While the project to legalize cannabis in Germany should be presented by the end of the year, the first economy in Europe began this month the hearings of more than 200 experts in addictions, medicine or law. to prepare for the legislative process.
In an interview with the German online news portal Web.de, Burkhard Blienert, Federal Government Commissioner for Addictions and Drugs, said that these consultations would pave the way for the presentation of a first piece of legislation for by October 2022, for first sales estimated on January 1, 2024, or even earlier.
Supply, the main stumbling block
Burkhard Niermann believes that one of the big problems the country will face is supplying the market from day one.
He declared to BusinessCann “The demand for 400 to 600 tons of dried flowers (per year) has to be met somehow. It will not be possible to cover this demand by national production, imports are necessary. »
“We must therefore find countries that share the same ideas and with which we can conclude international trade agreements, by legally modifying the regulations of the single conventions. »

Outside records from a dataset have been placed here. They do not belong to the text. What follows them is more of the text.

use axum::{
    http::{header, StatusCode},
    response::IntoResponse,
};
use prometheus::{Encoder, TextEncoder};

/// GET /metrics — Prometheus text exposition of the default registry.
pub async fn metrics_handler() -> Result<impl IntoResponse, StatusCode> {
    let encoder = TextEncoder::new();
    let mut buffer = Vec::new();
    if let Err(e) = encoder.encode(&prometheus::gather(), &mut buffer) {
        tracing::error!("metrics encoding failed: {e}");
        return Err(StatusCode::INTERNAL_SERVER_ERROR);
    }
    Ok(([(header::CONTENT_TYPE, encoder.format_type().to_string())], buffer))
}
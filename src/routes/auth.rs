use axum::{extract::State, Json};

use crate::{
    error::AppResult,
    models::{
        auth::{AuthenticatedTeacher, LoginRequest, LoginResponse},
        teacher::TeacherProfile,
    },
    services::auth::AuthService,
    AppState,
};

pub async fn login(
    State(state): State<AppState>,
    Json(body): Json<LoginRequest>,
) -> AppResult<Json<LoginResponse>> {
    AuthService::login(
        state.teachers.as_ref(),
        &body.username,
        &body.password,
        &state.config.jwt_secret,
        state.config.jwt_expiry_seconds,
    )
    .await
    .map(Json)
}

pub async fn me(teacher: AuthenticatedTeacher) -> Json<TeacherProfile> {
    Json(TeacherProfile {
        username: teacher.username,
        display_name: teacher.display_name,
    })
}
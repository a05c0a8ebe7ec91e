use std::env;

#[derive(Debug, Clone)]
pub struct Config {
    pub database_url: String,
    pub db_max_connections: u32,
    pub jwt_secret: String,
    pub jwt_expiry_seconds: u64,
    pub host: String,
    pub port: u16,
    pub cors_origins: Vec<String>,
}

impl Config {
    pub fn from_env() -> anyhow::Result<Self> {
        Ok(Self {
            database_url: required("DATABASE_URL")?,
            db_max_connections: env::var("DB_MAX_CONNECTIONS")
                .unwrap_or_else(|_| "10".into())
                .parse()?,
            jwt_secret: required("JWT_SECRET")?,
            jwt_expiry_seconds: env::var("JWT_EXPIRY_SECONDS")
                .unwrap_or_else(|_| "3600".into())
                .parse()?,
            host: env::var("HOST").unwrap_or_else(|_| "0.0.0.0".into()),
            port: env::var("PORT")
                .unwrap_or_else(|_| "8080".into())
                .parse()?,
            cors_origins: parse_origins(
                &env::var("CORS_ORIGINS").unwrap_or_else(|_| "http://localhost:3000".into()),
            ),
        })
    }
}

fn required(key: &str) -> anyhow::Result<String> {
    env::var(key).map_err(|_| anyhow::anyhow!("Missing required env var: {}", key))
}

fn parse_origins(raw: &str) -> Vec<String> {
    raw.split(',')
        .map(str::trim)
        .filter(|s| !s.is_empty())
        .map(String::from)
        .collect()
}
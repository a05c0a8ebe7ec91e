use std::sync::Arc;

use tracing::info;
use tracing_subscriber::{layer::SubscriberExt, util::SubscriberInitExt};

use announcements_api::{
    config::Config,
    db::{self, PgStore},
    services::metrics,
    AppState,
};

#[tokio::main]
async fn main() -> anyhow::Result<()> {
    let _ = dotenvy::dotenv();

    tracing_subscriber::registry()
        .with(tracing_subscriber::EnvFilter::from_default_env())
        .with(tracing_subscriber::fmt::layer())
        .init();

    let config = Config::from_env()?;

    let pool = db::postgres::create_pool(&config.database_url, config.db_max_connections).await?;
    db::postgres::run_migrations(&pool).await?;
    info!("Database connected and migrations applied");

    let store = Arc::new(PgStore::new(pool));
    metrics::start(store.clone());

    let addr = format!("{}:{}", config.host, config.port);
    let state = AppState::new(store, config);
    let app = announcements_api::app(state);

    info!("announcements API listening on {}", addr);

    let listener = tokio::net::TcpListener::bind(&addr).await?;
    axum::serve(listener, app).await?;

    Ok(())
}
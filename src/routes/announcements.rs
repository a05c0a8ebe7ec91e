use axum::{
    extract::{Path, State},
    Json,
};
use chrono::Utc;
use serde_json::{json, Value};

use crate::{
    error::AppResult,
    models::{
        announcement::{Announcement, CreateAnnouncementRequest, UpdateAnnouncementRequest},
        auth::AuthenticatedTeacher,
    },
    services::announcements::AnnouncementService,
    AppState,
};

/// GET /announcements — public, only announcements inside their window.
pub async fn list_active(State(state): State<AppState>) -> AppResult<Json<Vec<Announcement>>> {
    AnnouncementService::list_active(state.announcements.as_ref(), Utc::now())
        .await
        .map(Json)
}

/// GET /announcements/all — staff view, unfiltered.
pub async fn list_all(
    State(state): State<AppState>,
    _teacher: AuthenticatedTeacher,
) -> AppResult<Json<Vec<Announcement>>> {
    AnnouncementService::list_all(state.announcements.as_ref())
        .await
        .map(Json)
}

pub async fn create_announcement(
    State(state): State<AppState>,
    teacher: AuthenticatedTeacher,
    Json(body): Json<CreateAnnouncementRequest>,
) -> AppResult<Json<Announcement>> {
    AnnouncementService::create(state.announcements.as_ref(), &teacher, &body, Utc::now())
        .await
        .map(Json)
}

pub async fn update_announcement(
    State(state): State<AppState>,
    teacher: AuthenticatedTeacher,
    Path(id): Path<String>,
    Json(body): Json<UpdateAnnouncementRequest>,
) -> AppResult<Json<Announcement>> {
    AnnouncementService::update(state.announcements.as_ref(), &teacher, &id, &body)
        .await
        .map(Json)
}

pub async fn delete_announcement(
    State(state): State<AppState>,
    teacher: AuthenticatedTeacher,
    Path(id): Path<String>,
) -> AppResult<Json<Value>> {
    AnnouncementService::delete(state.announcements.as_ref(), &teacher, &id).await?;
    Ok(Json(json!({ "message": "Announcement deleted successfully" })))
}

The means by which Germany will legalize cannabis in the best respect of international and European conventions and regulations is proving to be a challenge.
Burkhard Blienert addressed this point in his interview on Web.de: “The protection of consumer health must be the focus. And no one can say anything against health protection.”
He added: “Across Europe we have a debate about how to deal with cannabis. This is why we are also putting the international question on the agenda of the consultation process. We need a solution as to how the whole can be organized within the framework of European and international law. »
“It will represent a huge diplomatic effort for German government authorities, in particular to convince member states and EU officials that a licensed supply chain would not violate EU regulations. »
When Canada and Uruguay legalized cannabis for adult use, they were threatened with sanctions by the International Narcotics Control Board, without any punitive measures being taken.
In a recent report, Kenzi Riboulet-Zemouli highlighted the potential leeway in international conventions to allow countries to regulate uses other than medical and research.